Tra il 1506 e il 1507, in qualità di ambasciatore dei Gonzaga di Mantova, Alberto incontrò ripetutamente il re Luigi XII di Francia, conquistandone la fiducia, e fu da questi nominato ambasciatore presso papa Giulio II; successivamente, fu poi tra coloro che negoziarono la formazione della lega di Cambrai, venendo apprezzato anche dall'imperatore Massimiliano I d'Asburgo, dal quale ottenne nel 1509 l'elevazione della signoria a contea e per il quale divenne a sua volta ambasciatore prima a Venezia, poi presso il papa.[12] Mentre Carpi subiva in pochi anni un vero e proprio stillicidio di repentini cambi di sovranità (Alberto con gli Este, Alberto con il papa, invasione francese, Alfonso I d'Este solo), finalmente, nel giugno 1512, Alberto fu in grado di riprendere possesso della contea questa volta come dominus unico, dopo che l'imperatore aveva così sentenziato in danno del duca di Ferrara, il 19 del mese precedente.[13] In quello stesso anno Alberto fu anche investito di nuovo di quel piccolo feudo di San Felice che era toccato nel 1336 a Guido Pio in sede di cessione di Modena agli Este, ma che era rimasto per pochissimo in mano alla famiglia (e tornerà d'altronde ad Alfonso I nel 1521).[14]

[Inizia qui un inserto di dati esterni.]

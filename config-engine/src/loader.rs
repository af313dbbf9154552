use crate::{error::ConfigError, settings::SignHexConfig, validation};
use figment::{
    providers::{Env, Format, Serialized, Yaml},
    Figment,
};
use std::path::PathBuf;
use tracing::debug;

pub const ENV_PREFIX: &str = "SIGNHEX_";

/// Builds a [`SignHexConfig`] from defaults, an optional YAML file and the environment
#[derive(Debug, Default)]
pub struct ConfigLoader {
    file: Option<PathBuf>,
    require_file: bool,
}

impl ConfigLoader {
    pub fn new() -> Self {
        Self::default()
    }

    /// Merge this YAML file if it exists
    pub fn with_file(mut self, path: impl Into<PathBuf>) -> Self {
        self.file = Some(path.into());
        self
    }

    /// Fail instead of skipping when the file is missing
    pub fn require_file(mut self, required: bool) -> Self {
        self.require_file = required;
        self
    }

    pub fn figment(&self) -> Result<Figment, ConfigError> {
        let mut figment = Figment::from(Serialized::defaults(SignHexConfig::default()));

        if let Some(ref path) = self.file {
            if path.exists() {
                debug!(path = %path.display(), "Merging configuration file");
                figment = figment.merge(Yaml::file(path));
            } else if self.require_file {
                return Err(ConfigError::SourceNotFound(path.display().to_string()));
            }
        }

        Ok(figment.merge(Env::prefixed(ENV_PREFIX).split("__")))
    }

    pub fn load(&self) -> Result<SignHexConfig, ConfigError> {
        let config: SignHexConfig = self.figment()?.extract()?;
        validation::validate(&config)?;
        Ok(config)
    }
}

La situazione mutò nel 1519 con l'elezione del nuovo imperatore Carlo V, il quale, ritenendo il Pio inaffidabile, rifiutò di confermargli l'incarico di ambasciatore. Nel 1522 Alberto tornò per l'ultima volta a Carpi, ma nel mese di agosto fu costretto ad ammettere nella contea una guarnigione spagnola, presenza che si trasformò nel mese di gennaio 1523, in occupazione militare,[15] ciò che indusse Alberto a legare definitivamente il suo destino con quello della Francia. La contea fu momentaneamente riconquistata dai Pio grazie ad un colpo di mano del fratello di Alberto, Leonello, ma esso fu considerato da Carlo V come un vero e proprio atto di lesa maestà,[16] e, dopo la Battaglia di Pavia (1525), egli dichiarò il Pio colpevole di fellonia e lo spogliò del titolo comitale di Carpi. L'ex stato dei Pio fu quindi rioccupato militarmente dagli Spagnoli fino al 1527, poi passò agli Estensi, che ne ottennero infine l'investitura nel 1530[1] e l'elevazione a principato nel 1535.[17]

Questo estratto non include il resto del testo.